What is required:
From the line with "pub type MovieId = i64;" through the final line below, restate each line word for word and return nothing else.

Dataset entries:
+--

//! Configuration loading and management.

use std::fmt;
use std::path::{Path, PathBuf};

use chrono::NaiveTime;
use figment::Figment;
use figment::providers::{Env, Format, Serialized, Toml};
use punch_core::Workday;
use serde::{Deserialize, Serialize};

/// Application configuration.
#[derive(Clone, Serialize, Deserialize)]
pub struct Config {
    /// Path to the timesheet. Overridden by `--file`.
    pub timesheet: Option<PathBuf>,
    /// Time of day (`HH:MM`) at which a new workday begins.
    pub workday_start: String,
    /// Target length of a workday.
    pub workday_hours: f64,
    /// Days covered by the `history` report.
    pub daily_history_days: i64,
    /// Days covered by the `weekly` report.
    pub weekly_history_days: i64,
    /// Inner width of rendered charts.
    pub chart_width: usize,
    /// Inner height of rendered charts.
    pub chart_height: usize,
}

impl fmt::Debug for Config {
    fn fmt(&self, f: &mut fmt::Formatter<'_>) -> fmt::Result {
        f.debug_struct("Config")
            .field("timesheet", &self.timesheet)
            .field("workday_start", &self.workday_start)
            .field("workday_hours", &self.workday_hours)
            .finish_non_exhaustive()
    }
}

impl Default for Config {
    fn default() -> Self {
        Self {
            timesheet: None,
            workday_start: "06:00".to_string(),
            workday_hours: 8.0,
            daily_history_days: 18,
            weekly_history_days: 70,
            chart_width: 96,
            chart_height: 12,
        }
    }
}

impl Config {
    /// Loads configuration, optionally from a specific file.
    #[expect(
        clippy::result_large_err,
        reason = "figment::Error is large but only returned at startup"
    )]
    pub fn load_from(config_path: Option<&Path>) -> Result<Self, figment::Error> {
        let mut figment = Figment::from(Serialized::defaults(Self::default()));

        // Load from default config location
        if let Some(config_dir) = dirs_config_path() {
            figment = figment.merge(Toml::file(config_dir.join("config.toml")));
        }

        // Load from specified config file
        if let Some(path) = config_path {
            figment = figment.merge(Toml::file(path));
        }

        // Load from environment variables (PUNCH_*)
        figment = figment.merge(Env::prefixed("PUNCH_"));

        figment.extract()
    }

    /// Workday settings for bucketing and reports.
    #[allow(clippy::cast_possible_truncation)]
    pub fn workday(&self) -> Result<Workday, chrono::ParseError> {
        let start = NaiveTime::parse_from_str(&self.workday_start, "%H:%M")?;
        let target_seconds = (self.workday_hours * 3600.0).round() as i64;
        Ok(Workday::new(start, target_seconds))
    }
}

/// Returns the platform-specific config directory for punch.
///
/// On Linux: `~/.config/punch`
fn dirs_config_path() -> Option<PathBuf> {
    dirs::config_dir().map(|p| p.join("punch"))
}
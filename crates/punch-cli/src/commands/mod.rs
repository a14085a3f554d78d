//! CLI subcommand implementations.

pub mod check;
pub mod edit;
pub mod entry;
pub mod export;
pub mod import;
pub mod overview;
pub mod report;
pub mod undo;
pub mod util;
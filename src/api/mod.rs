pub mod handlers;
mod routes;
mod state;

pub use routes::create_router;
pub use state::AppState;
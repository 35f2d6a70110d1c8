use serde::Serialize;

/// Identifier of a movie in both the catalog and the ratings table
pub type MovieId = i64;

/// A catalog entry
#[derive(Debug, Clone, Serialize, PartialEq)]
pub struct Movie {
    #[serde(rename = "movieId")]
    pub movie_id: MovieId,
    pub title: String,
    /// Pipe-separated genre list, e.g. "Action|Sci-Fi"
    pub genres: String,
    pub description: String,
}

impl Movie {
    pub fn new(
        movie_id: MovieId,
        title: impl Into<String>,
        genres: impl Into<String>,
        description: impl Into<String>,
    ) -> Self {
        Self {
            movie_id,
            title: title.into(),
            genres: genres.into(),
            description: description.into(),
        }
    }

    /// Combined text field fed to the content model
    pub fn text(&self) -> String {
        format!("{} {} {}", self.title, self.genres, self.description)
    }
}

/// A movie paired with its blended recommendation score
#[derive(Debug, Clone, Serialize, PartialEq)]
pub struct ScoredMovie {
    #[serde(flatten)]
    pub movie: Movie,
    pub score: f64,
}

/// A movie paired with its content similarity to a query movie
#[derive(Debug, Clone, Serialize, PartialEq)]
pub struct SimilarMovie {
    #[serde(flatten)]
    pub movie: Movie,
    pub similarity: f64,
}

+--

Expected answer:
pub type MovieId = i64;

/// A catalog entry
#[derive(Debug, Clone, Serialize, PartialEq)]
pub struct Movie {
    #[serde(rename = "movieId")]
    pub movie_id: MovieId,
    pub title: String,
    /// Pipe-separated genre list, e.g. "Action|Sci-Fi"
    pub genres: String,
    pub description: String,
}

impl Movie {
    pub fn new(
        movie_id: MovieId,
        title: impl Into<String>,
        genres: impl Into<String>,
        description: impl Into<String>,
    ) -> Self {
        Self {
            movie_id,
            title: title.into(),
            genres: genres.into(),
            description: description.into(),
        }
    }

    /// Combined text field fed to the content model
    pub fn text(&self) -> String {
        format!("{} {} {}", self.title, self.genres, self.description)
    }
}

/// A movie paired with its blended recommendation score
#[derive(Debug, Clone, Serialize, PartialEq)]
pub struct ScoredMovie {
    #[serde(flatten)]
    pub movie: Movie,
    pub score: f64,
}

/// A movie paired with its content similarity to a query movie
#[derive(Debug, Clone, Serialize, PartialEq)]
pub struct SimilarMovie {
    #[serde(flatten)]
    pub movie: Movie,
    pub similarity: f64,
}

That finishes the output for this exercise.